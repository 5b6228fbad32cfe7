use crate::model::{FiveNumberSummary, LatencyStats};
use anyhow::Context;
use itertools::{Itertools, MinMaxResult};
use polars::frame::DataFrame;
use polars::prelude::*;

/// One bar of the latency frequency histogram.
#[derive(Debug, Clone, Copy, PartialEq)]
pub struct HistogramBin {
    pub lower: f64,
    pub upper: f64,
    pub count: usize,
}

pub(crate) fn latency_stats(frame: &DataFrame, column: &str) -> anyhow::Result<LatencyStats> {
    let value_series = frame.column(column)?.as_materialized_series().clone();

    let mean = value_series.mean().context("Mean")?;
    let std = value_series.std(0).context("Std")?;
    let min = value_series
        .min::<f64>()
        .context("Min")?
        .context("Missing min")?;
    let max = value_series
        .max::<f64>()
        .context("Max")?
        .context("Missing max")?;

    let out = frame
        .clone()
        .lazy()
        .select([
            col(column)
                .gt_eq(lit(mean - std))
                .and(col(column).lt_eq(lit(mean + std)))
                .alias("within_std"),
            col(column)
                .gt_eq(lit(mean - 2.0 * std))
                .and(col(column).lt_eq(lit(mean + 2.0 * std)))
                .alias("within_2std"),
            col(column)
                .gt_eq(lit(mean - 3.0 * std))
                .and(col(column).lt_eq(lit(mean + 3.0 * std)))
                .alias("within_3std"),
        ])
        .collect()?;

    let samples = frame.column(column)?.len() as f64;
    let count = out
        .column("within_std")?
        .as_materialized_series()
        .sum::<usize>()
        .context("Within std sum")?;
    let within_std = count as f64 / samples;

    let count = out
        .column("within_2std")?
        .as_materialized_series()
        .sum::<usize>()
        .context("Within 2std sum")?;
    let within_2std = count as f64 / samples;

    let count = out
        .column("within_3std")?
        .as_materialized_series()
        .sum::<usize>()
        .context("Within 3std sum")?;
    let within_3std = count as f64 / samples;

    Ok(LatencyStats {
        mean,
        std,
        min,
        max,
        within_std,
        within_2std,
        within_3std,
    })
}

/// Cumulative average over recording order: element `i` is the mean of the first
/// `i + 1` latencies.
///
/// The curve must be computed left to right over the recording order, not a sorted
/// order, so that it reads as a trend line over the run.
pub fn cumulative_average(values: &[f64]) -> Vec<f64> {
    let mut sum = 0.0;
    values
        .iter()
        .enumerate()
        .map(|(i, v)| {
            sum += v;
            sum / (i + 1) as f64
        })
        .collect()
}

/// Empirical CDF: each sorted value paired with the fraction of the sample at or below
/// it. The last point always reaches exactly 1.
pub fn empirical_cdf(values: &[f64]) -> Vec<(f64, f64)> {
    let mut sorted = values.to_vec();
    sorted.sort_by(|a, b| a.total_cmp(b));

    let n = sorted.len() as f64;
    sorted
        .into_iter()
        .enumerate()
        .map(|(k, v)| (v, (k + 1) as f64 / n))
        .collect()
}

/// Frequency counts over `bins` equal-width intervals spanning `[min, max]`.
///
/// A sample equal to the overall maximum falls into the last bin. When every sample has
/// the same value, the whole series lands in the first bin.
pub fn histogram(values: &[f64], bins: usize) -> Vec<HistogramBin> {
    let (min, max) = match values.iter().copied().minmax() {
        MinMaxResult::NoElements => return Vec::new(),
        MinMaxResult::OneElement(v) => (v, v),
        MinMaxResult::MinMax(min, max) => (min, max),
    };

    let width = (max - min) / bins as f64;
    let mut counts = vec![0usize; bins];
    for &value in values {
        let index = if width == 0.0 {
            0
        } else {
            (((value - min) / width) as usize).min(bins - 1)
        };
        counts[index] += 1;
    }

    counts
        .into_iter()
        .enumerate()
        .map(|(i, count)| HistogramBin {
            lower: min + i as f64 * width,
            upper: if i == bins - 1 {
                max
            } else {
                min + (i + 1) as f64 * width
            },
            count,
        })
        .collect()
}

/// Five-number summary of a non-empty series, with linearly interpolated quartiles.
pub fn five_number_summary(values: &[f64]) -> Option<FiveNumberSummary> {
    if values.is_empty() {
        return None;
    }

    let mut sorted = values.to_vec();
    sorted.sort_by(|a, b| a.total_cmp(b));

    Some(FiveNumberSummary {
        min: sorted[0],
        q1: quantile_sorted(&sorted, 0.25),
        median: quantile_sorted(&sorted, 0.5),
        q3: quantile_sorted(&sorted, 0.75),
        max: sorted[sorted.len() - 1],
    })
}

fn quantile_sorted(sorted: &[f64], quantile: f64) -> f64 {
    let position = quantile * (sorted.len() - 1) as f64;
    let low = position.floor() as usize;
    let high = position.ceil() as usize;
    let weight = position - low as f64;

    sorted[low] * (1.0 - weight) + sorted[high] * weight
}
use serde::{Deserialize, Serialize};
use std::io::{BufRead, Write};
use std::path::Path;
use thiserror::Error;

/// Header row of the durable observation log.
pub const LOG_HEADER: &str = "elapsed_time_sec,inference_time_ms";

/// One successfully measured latency sample.
///
/// Created exactly once per successful probe and never mutated. Within a run,
/// observations are produced in non-decreasing `elapsed_sec` order because there is
/// never more than one probe in flight.
#[derive(Debug, Clone, Copy, PartialEq, Serialize, Deserialize)]
pub struct Observation {
    /// Wall-clock offset since the start of the run, in seconds
    pub elapsed_sec: f64,
    /// Latency reported by the probed service, in milliseconds
    pub latency_ms: f64,
}

impl Observation {
    pub fn new(elapsed_sec: f64, latency_ms: f64) -> Self {
        Self {
            elapsed_sec,
            latency_ms,
        }
    }
}

/// Terminal state of the measurement loop.
#[derive(Debug, Clone, Copy, PartialEq, Eq, Serialize, Deserialize)]
#[serde(rename_all = "snake_case")]
pub enum RunStatus {
    Running,
    Cancelled,
    Completed,
}

/// Report of a single run
///
/// Appended as one JSON line to the run report file at the end of every run, whether it
/// completed or was interrupted.
#[derive(Debug, Clone, Serialize, Deserialize, PartialEq)]
pub struct RunReport {
    /// The unique run id
    ///
    /// Chosen by the runner. Unique for each run.
    pub run_id: String,
    /// The endpoint that was probed
    pub endpoint: String,
    /// The time the run started
    ///
    /// This is a Unix timestamp in seconds.
    pub started_at: i64,
    /// Number of observations recorded before the run ended
    pub observation_count: usize,
    /// Number of payloads whose probe failed and was skipped
    pub failure_count: usize,
    /// How the run ended
    pub status: RunStatus,
    /// The version of the harness that produced this report
    pub harness_version: String,
}

#[derive(Debug, Error)]
pub enum LogFormatError {
    #[error("observation log does not start with the `{LOG_HEADER}` header, found `{found}`")]
    BadHeader { found: String },
    #[error("malformed observation log row on line {line}: `{row}`")]
    BadRow { line: usize, row: String },
}

/// Write the fixed two-column header of the observation log.
pub fn write_log_header<W: Write>(writer: &mut W) -> std::io::Result<()> {
    writeln!(writer, "{LOG_HEADER}")
}

/// Write one observation as a log row, both values rounded to two decimal places.
pub fn write_log_row<W: Write>(writer: &mut W, observation: &Observation) -> std::io::Result<()> {
    writeln!(
        writer,
        "{:.2},{:.2}",
        observation.elapsed_sec, observation.latency_ms
    )
}

/// Load a complete observation log from a file.
///
/// The log is append-only, so a file cut short by an interrupted run is still a valid
/// prefix of the full result and loads cleanly.
pub fn load_observation_log(path: impl AsRef<Path>) -> anyhow::Result<Vec<Observation>> {
    let file = std::fs::File::open(path.as_ref())?;
    let mut lines = std::io::BufReader::new(file).lines();

    let header = lines.next().transpose()?.unwrap_or_default();
    if header != LOG_HEADER {
        return Err(LogFormatError::BadHeader { found: header }.into());
    }

    let mut observations = Vec::new();
    for (index, line) in lines.enumerate() {
        let line = line?;
        if line.is_empty() {
            continue;
        }

        let bad_row = || LogFormatError::BadRow {
            // Line 1 is the header
            line: index + 2,
            row: line.clone(),
        };

        let (elapsed, latency) = line.split_once(',').ok_or_else(|| bad_row())?;
        let elapsed = elapsed.trim().parse::<f64>().map_err(|_| bad_row())?;
        let latency = latency.trim().parse::<f64>().map_err(|_| bad_row())?;
        observations.push(Observation::new(elapsed, latency));
    }

    Ok(observations)
}

/// Append the run report to a file
///
/// The report is serialized to JSON and output as a single line followed by a newline.
/// The recommended file extension is `.jsonl`.
pub fn append_run_report(run_report: &RunReport, path: impl AsRef<Path>) -> anyhow::Result<()> {
    let mut file = std::fs::OpenOptions::new()
        .append(true)
        .create(true)
        .open(path.as_ref())?;
    serde_json::to_writer(&mut file, run_report)?;
    let _ = file.write("\n".as_bytes())?;
    Ok(())
}

#[cfg(test)]
mod tests {
    use super::*;

    #[test]
    fn log_rows_round_trip_at_two_decimal_places() {
        let dir = tempfile::tempdir().unwrap();
        let path = dir.path().join("observations.csv");

        let mut file = std::fs::File::create(&path).unwrap();
        write_log_header(&mut file).unwrap();
        write_log_row(&mut file, &Observation::new(1.2345, 50.0)).unwrap();
        write_log_row(&mut file, &Observation::new(2.5, 81.239)).unwrap();

        let loaded = load_observation_log(&path).unwrap();
        assert_eq!(
            vec![Observation::new(1.23, 50.0), Observation::new(2.5, 81.24)],
            loaded
        );
    }

    #[test]
    fn empty_log_is_just_the_header() {
        let dir = tempfile::tempdir().unwrap();
        let path = dir.path().join("observations.csv");

        let mut file = std::fs::File::create(&path).unwrap();
        write_log_header(&mut file).unwrap();

        assert!(load_observation_log(&path).unwrap().is_empty());
    }

    #[test]
    fn rejects_a_missing_header() {
        let dir = tempfile::tempdir().unwrap();
        let path = dir.path().join("observations.csv");
        std::fs::write(&path, "1.00,50.00\n").unwrap();

        let err = load_observation_log(&path).unwrap_err();
        assert!(err.downcast_ref::<LogFormatError>().is_some());
    }

    #[test]
    fn rejects_a_non_numeric_row() {
        let dir = tempfile::tempdir().unwrap();
        let path = dir.path().join("observations.csv");
        std::fs::write(&path, format!("{LOG_HEADER}\n1.00,fast\n")).unwrap();

        let err = load_observation_log(&path).unwrap_err();
        let err = err.downcast_ref::<LogFormatError>().unwrap();
        assert!(matches!(err, LogFormatError::BadRow { line: 2, .. }));
    }

    #[test]
    fn run_reports_append_one_line_each() {
        let dir = tempfile::tempdir().unwrap();
        let path = dir.path().join("run_reports.jsonl");

        let report = RunReport {
            run_id: "run-1".to_string(),
            endpoint: "http://localhost:31818/feedback/analyse".to_string(),
            started_at: 1_700_000_000,
            observation_count: 2,
            failure_count: 1,
            status: RunStatus::Completed,
            harness_version: "0.1.0".to_string(),
        };
        append_run_report(&report, &path).unwrap();
        append_run_report(&report, &path).unwrap();

        let content = std::fs::read_to_string(&path).unwrap();
        let lines: Vec<_> = content.lines().collect();
        assert_eq!(2, lines.len());

        let loaded: RunReport = serde_json::from_str(lines[0]).unwrap();
        assert_eq!(report, loaded);
    }
}
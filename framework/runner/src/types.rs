use latency_bench_model::{Observation, RunStatus};

/// Recommended error type for the harness binaries. Compatible with `?` over the typed
/// errors produced by the corpus loader, the probe client and the recorder.
pub type BenchResult<T> = anyhow::Result<T>;

/// Terminal state of a measurement run, handed off to the summariser.
#[derive(Debug)]
pub struct RunOutcome {
    /// Observations in recording order, identical in content to the durable log
    pub observations: Vec<Observation>,
    /// Payloads whose probe failed and was skipped
    pub failure_count: usize,
    /// Whether the corpus was exhausted or the run was interrupted
    pub status: RunStatus,
    /// Unix timestamp of the start of the run, in seconds
    pub started_at: i64,
}
use std::path::Path;
use thiserror::Error;

/// One request record from the corpus, sent verbatim to the probed endpoint.
pub type Payload = serde_json::Value;

#[derive(Debug, Error)]
pub enum CorpusError {
    #[error("failed to read corpus file {path}")]
    Unreadable {
        path: String,
        #[source]
        source: std::io::Error,
    },
    #[error("corpus file {path} does not decode into a sequence of records")]
    Undecodable {
        path: String,
        #[source]
        source: serde_json::Error,
    },
}

/// Load the full corpus before the measurement loop starts.
///
/// All or nothing: a file that cannot be read, or that does not decode into a sequence
/// of records, fails the run before any probe is sent.
pub fn load_corpus(path: &Path) -> Result<Vec<Payload>, CorpusError> {
    let content = std::fs::read(path).map_err(|source| CorpusError::Unreadable {
        path: path.display().to_string(),
        source,
    })?;

    serde_json::from_slice(&content).map_err(|source| CorpusError::Undecodable {
        path: path.display().to_string(),
        source,
    })
}
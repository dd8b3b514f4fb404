use pantry_chef::ai::{openai::OpenAI, Ai};
use pantry_chef::app::RecipeApp;
use pantry_chef::config::Config;
use pantry_chef::database::{mongo::MongoDocumentStore, Database};
use tracing::{error, warn};

#[actix_web::main]
async fn main() -> std::io::Result<()> {
    tracing_subscriber::fmt::init();

    if dotenv::dotenv().is_err() {
        warn!(".env file not found, using system environment variables");
    }

    let config = match Config::from_env() {
        Ok(config) => config,
        Err(e) => {
            error!("{e}");
            std::process::exit(1);
        }
    };

    let store = match MongoDocumentStore::connect(&config.credentials).await {
        Ok(store) => store,
        Err(e) => {
            error!("Failed to initialize database: {e:#}");
            std::process::exit(1);
        }
    };

    // Both handles live for the whole process and are shared by every worker.
    let db: &'static Database = Box::leak(Box::new(Database::new(Box::new(store))));
    let open_ai = OpenAI::new(config.openai_api_key.clone(), config.model_timeout);
    let ai: &'static Ai = Box::leak(Box::new(Ai::new(Box::new(open_ai), &config.openai_model)));

    let app: &'static RecipeApp = Box::leak(Box::new(RecipeApp::new(db, ai)));
    app.start(config.port).await
}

What to do: Look above for every line with the word "AsRef" and copy it.

Exercise answer:
pub fn load_observation_log(path: impl AsRef<Path>) -> anyhow::Result<Vec<Observation>> {
pub fn append_run_report(run_report: &RunReport, path: impl AsRef<Path>) -> anyhow::Result<()> {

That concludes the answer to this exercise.